━━━ Records

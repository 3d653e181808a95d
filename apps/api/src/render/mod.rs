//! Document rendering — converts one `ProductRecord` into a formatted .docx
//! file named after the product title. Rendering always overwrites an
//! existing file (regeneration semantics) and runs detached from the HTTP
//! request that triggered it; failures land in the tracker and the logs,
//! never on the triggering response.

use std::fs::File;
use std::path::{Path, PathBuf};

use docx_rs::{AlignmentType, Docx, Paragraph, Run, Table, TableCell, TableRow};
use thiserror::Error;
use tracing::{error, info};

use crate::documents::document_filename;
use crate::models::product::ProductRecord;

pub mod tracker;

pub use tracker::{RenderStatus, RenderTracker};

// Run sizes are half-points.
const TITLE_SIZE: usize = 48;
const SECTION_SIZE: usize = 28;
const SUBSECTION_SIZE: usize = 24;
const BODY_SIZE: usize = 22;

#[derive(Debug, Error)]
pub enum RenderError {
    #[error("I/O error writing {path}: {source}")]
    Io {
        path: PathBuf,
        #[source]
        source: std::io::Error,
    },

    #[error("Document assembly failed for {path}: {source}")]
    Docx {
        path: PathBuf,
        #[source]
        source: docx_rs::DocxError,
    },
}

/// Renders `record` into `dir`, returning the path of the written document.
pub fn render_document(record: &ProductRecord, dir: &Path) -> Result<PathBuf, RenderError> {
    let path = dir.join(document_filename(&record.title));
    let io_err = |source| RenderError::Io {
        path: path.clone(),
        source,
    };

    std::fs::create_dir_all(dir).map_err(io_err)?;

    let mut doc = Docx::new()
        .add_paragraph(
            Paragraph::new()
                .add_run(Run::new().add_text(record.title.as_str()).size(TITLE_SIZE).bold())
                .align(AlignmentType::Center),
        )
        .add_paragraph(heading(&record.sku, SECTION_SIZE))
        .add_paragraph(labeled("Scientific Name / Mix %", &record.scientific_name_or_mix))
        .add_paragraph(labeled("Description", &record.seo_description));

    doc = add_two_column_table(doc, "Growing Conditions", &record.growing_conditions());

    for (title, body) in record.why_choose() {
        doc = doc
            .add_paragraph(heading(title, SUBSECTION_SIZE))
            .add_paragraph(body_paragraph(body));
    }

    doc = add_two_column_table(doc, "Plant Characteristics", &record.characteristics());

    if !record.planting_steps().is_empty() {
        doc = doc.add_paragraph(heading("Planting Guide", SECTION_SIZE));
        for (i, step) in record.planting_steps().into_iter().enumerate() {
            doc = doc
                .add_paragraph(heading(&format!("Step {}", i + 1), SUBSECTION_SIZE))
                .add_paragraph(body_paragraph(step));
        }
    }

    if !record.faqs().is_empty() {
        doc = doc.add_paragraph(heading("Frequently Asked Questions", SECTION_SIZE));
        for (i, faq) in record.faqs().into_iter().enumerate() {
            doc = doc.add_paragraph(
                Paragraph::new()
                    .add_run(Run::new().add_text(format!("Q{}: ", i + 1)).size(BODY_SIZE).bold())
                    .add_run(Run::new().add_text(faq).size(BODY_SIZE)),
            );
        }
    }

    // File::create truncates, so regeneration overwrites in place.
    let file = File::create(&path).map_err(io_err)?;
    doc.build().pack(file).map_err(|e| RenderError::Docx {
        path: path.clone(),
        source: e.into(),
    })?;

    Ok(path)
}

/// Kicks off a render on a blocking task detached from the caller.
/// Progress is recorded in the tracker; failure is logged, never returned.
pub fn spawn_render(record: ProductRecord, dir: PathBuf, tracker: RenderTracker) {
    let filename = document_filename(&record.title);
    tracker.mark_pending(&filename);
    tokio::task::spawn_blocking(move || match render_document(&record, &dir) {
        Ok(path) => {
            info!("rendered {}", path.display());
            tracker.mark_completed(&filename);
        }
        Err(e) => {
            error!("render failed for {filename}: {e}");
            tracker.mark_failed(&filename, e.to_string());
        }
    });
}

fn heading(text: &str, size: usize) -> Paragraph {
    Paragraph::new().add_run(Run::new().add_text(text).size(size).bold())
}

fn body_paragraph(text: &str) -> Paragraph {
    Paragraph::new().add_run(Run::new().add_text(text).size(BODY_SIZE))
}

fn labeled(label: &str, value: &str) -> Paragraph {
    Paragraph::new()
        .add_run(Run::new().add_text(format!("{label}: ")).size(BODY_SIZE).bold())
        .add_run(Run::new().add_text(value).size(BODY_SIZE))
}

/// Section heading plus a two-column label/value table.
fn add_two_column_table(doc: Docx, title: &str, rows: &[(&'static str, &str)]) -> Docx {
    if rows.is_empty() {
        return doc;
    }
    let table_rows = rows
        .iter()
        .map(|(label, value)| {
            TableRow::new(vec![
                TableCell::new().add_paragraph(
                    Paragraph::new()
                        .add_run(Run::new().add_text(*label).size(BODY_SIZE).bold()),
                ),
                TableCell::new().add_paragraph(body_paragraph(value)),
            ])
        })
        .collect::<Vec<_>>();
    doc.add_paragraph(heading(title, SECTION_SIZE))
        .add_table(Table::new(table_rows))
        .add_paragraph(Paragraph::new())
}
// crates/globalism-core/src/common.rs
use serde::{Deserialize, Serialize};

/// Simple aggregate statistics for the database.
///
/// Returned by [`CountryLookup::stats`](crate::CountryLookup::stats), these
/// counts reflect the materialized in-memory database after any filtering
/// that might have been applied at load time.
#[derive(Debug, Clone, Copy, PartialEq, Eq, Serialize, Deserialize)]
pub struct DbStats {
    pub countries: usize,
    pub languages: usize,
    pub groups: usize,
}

━━━━━━
━━━ Records

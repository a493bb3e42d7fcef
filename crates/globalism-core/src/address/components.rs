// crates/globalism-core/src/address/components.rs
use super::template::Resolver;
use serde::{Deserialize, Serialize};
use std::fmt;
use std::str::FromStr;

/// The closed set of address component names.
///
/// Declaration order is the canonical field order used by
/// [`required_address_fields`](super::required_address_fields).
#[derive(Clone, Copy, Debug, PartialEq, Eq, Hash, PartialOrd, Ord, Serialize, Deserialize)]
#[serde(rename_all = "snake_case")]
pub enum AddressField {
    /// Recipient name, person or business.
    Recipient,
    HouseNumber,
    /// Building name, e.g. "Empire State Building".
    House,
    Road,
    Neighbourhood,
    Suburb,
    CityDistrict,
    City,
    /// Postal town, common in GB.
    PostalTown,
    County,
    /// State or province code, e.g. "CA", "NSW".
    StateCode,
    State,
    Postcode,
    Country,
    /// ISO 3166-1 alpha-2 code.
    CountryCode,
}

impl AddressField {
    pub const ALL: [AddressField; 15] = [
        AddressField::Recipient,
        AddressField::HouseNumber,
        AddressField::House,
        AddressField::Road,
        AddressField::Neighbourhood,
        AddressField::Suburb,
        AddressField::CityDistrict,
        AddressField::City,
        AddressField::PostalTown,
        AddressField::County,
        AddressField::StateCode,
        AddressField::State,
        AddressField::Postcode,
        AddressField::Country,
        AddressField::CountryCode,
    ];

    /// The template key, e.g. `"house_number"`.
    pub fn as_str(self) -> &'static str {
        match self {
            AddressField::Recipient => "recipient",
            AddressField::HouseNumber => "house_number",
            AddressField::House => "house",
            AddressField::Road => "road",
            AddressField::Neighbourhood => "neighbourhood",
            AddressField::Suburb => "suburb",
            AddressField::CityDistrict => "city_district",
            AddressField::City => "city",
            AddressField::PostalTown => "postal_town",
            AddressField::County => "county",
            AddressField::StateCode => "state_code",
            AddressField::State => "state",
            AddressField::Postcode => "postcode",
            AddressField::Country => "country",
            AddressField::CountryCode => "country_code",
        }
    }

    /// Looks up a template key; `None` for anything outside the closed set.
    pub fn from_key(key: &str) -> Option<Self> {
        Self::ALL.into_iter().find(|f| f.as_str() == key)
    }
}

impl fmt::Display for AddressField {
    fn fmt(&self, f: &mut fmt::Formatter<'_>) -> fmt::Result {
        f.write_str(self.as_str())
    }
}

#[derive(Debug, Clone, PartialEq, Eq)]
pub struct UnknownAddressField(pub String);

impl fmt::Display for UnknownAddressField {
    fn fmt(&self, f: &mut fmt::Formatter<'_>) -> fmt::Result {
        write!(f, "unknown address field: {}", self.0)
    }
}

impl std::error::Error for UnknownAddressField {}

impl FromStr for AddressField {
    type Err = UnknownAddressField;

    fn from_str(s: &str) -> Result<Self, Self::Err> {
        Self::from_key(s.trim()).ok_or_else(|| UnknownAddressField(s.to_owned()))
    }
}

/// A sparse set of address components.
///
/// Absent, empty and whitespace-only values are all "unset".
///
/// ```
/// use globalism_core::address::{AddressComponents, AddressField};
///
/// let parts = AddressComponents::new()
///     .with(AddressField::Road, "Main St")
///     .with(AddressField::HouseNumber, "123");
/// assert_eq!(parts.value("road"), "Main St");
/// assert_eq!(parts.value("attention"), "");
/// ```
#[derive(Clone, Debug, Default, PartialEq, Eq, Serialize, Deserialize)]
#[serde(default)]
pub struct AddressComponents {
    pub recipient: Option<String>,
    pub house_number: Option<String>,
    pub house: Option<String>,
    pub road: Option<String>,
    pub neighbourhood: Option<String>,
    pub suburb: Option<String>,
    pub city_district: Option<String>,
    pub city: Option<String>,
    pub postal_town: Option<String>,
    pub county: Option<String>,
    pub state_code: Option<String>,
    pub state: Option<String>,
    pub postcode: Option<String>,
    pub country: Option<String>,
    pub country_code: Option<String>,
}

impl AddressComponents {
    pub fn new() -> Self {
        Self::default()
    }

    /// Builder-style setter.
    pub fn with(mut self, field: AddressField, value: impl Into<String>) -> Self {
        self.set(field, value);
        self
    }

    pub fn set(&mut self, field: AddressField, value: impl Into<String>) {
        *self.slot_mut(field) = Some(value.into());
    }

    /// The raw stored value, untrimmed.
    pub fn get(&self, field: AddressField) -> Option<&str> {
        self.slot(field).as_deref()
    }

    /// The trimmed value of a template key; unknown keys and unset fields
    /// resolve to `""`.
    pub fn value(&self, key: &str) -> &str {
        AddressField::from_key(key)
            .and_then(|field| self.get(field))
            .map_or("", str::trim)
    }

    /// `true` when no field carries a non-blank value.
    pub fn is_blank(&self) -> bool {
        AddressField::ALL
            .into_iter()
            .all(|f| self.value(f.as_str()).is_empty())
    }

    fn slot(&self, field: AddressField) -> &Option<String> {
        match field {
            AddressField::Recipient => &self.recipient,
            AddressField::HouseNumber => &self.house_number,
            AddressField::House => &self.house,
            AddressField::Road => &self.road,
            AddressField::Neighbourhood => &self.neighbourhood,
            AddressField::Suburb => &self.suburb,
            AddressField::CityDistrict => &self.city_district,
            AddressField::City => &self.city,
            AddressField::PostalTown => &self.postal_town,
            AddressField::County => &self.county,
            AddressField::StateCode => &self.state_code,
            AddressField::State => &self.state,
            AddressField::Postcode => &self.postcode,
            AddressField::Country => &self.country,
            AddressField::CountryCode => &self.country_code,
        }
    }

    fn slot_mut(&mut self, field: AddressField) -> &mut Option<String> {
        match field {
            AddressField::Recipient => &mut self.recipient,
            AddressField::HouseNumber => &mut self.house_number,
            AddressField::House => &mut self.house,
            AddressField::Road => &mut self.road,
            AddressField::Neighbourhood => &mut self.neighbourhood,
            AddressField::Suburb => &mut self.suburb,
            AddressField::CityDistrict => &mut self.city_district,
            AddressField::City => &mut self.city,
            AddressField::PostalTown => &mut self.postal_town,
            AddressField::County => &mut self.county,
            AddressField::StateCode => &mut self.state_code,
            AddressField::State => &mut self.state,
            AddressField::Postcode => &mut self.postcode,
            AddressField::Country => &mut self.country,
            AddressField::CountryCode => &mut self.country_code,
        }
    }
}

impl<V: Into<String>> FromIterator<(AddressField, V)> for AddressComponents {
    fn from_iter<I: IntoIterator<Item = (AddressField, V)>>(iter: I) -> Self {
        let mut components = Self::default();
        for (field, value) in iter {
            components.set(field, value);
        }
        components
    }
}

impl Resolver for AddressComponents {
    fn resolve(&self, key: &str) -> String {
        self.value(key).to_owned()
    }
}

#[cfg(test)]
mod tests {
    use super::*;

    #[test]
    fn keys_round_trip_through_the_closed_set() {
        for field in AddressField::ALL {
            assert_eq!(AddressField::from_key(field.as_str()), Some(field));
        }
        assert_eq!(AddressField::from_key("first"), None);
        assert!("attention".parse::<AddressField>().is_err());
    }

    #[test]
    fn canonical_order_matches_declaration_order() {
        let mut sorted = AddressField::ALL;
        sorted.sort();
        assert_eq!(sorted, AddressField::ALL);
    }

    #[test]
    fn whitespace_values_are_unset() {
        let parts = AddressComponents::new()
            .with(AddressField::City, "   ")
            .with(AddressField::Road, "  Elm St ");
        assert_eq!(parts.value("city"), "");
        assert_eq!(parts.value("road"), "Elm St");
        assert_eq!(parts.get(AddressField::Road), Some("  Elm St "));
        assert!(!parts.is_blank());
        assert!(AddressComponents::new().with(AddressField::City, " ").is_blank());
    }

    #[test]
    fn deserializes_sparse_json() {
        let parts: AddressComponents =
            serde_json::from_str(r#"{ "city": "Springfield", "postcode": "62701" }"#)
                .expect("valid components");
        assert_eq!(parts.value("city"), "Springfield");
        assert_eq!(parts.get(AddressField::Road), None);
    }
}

━━━━━━

Take the lines above from the one containing "repository 3d653e181808a95d" to the one containing "sizes are half-points." and retype them exactly, both ends included, with nothing added.

repository 3d653e181808a95d
filename apps/api/src/render/mod.rs
//! Document rendering — converts one `ProductRecord` into a formatted .docx
//! file named after the product title. Rendering always overwrites an
//! existing file (regeneration semantics) and runs detached from the HTTP
//! request that triggered it; failures land in the tracker and the logs,
//! never on the triggering response.

use std::fs::File;
use std::path::{Path, PathBuf};

use docx_rs::{AlignmentType, Docx, Paragraph, Run, Table, TableCell, TableRow};
use thiserror::Error;
use tracing::{error, info};

use crate::documents::document_filename;
use crate::models::product::ProductRecord;

pub mod tracker;

pub use tracker::{RenderStatus, RenderTracker};

// Run sizes are half-points.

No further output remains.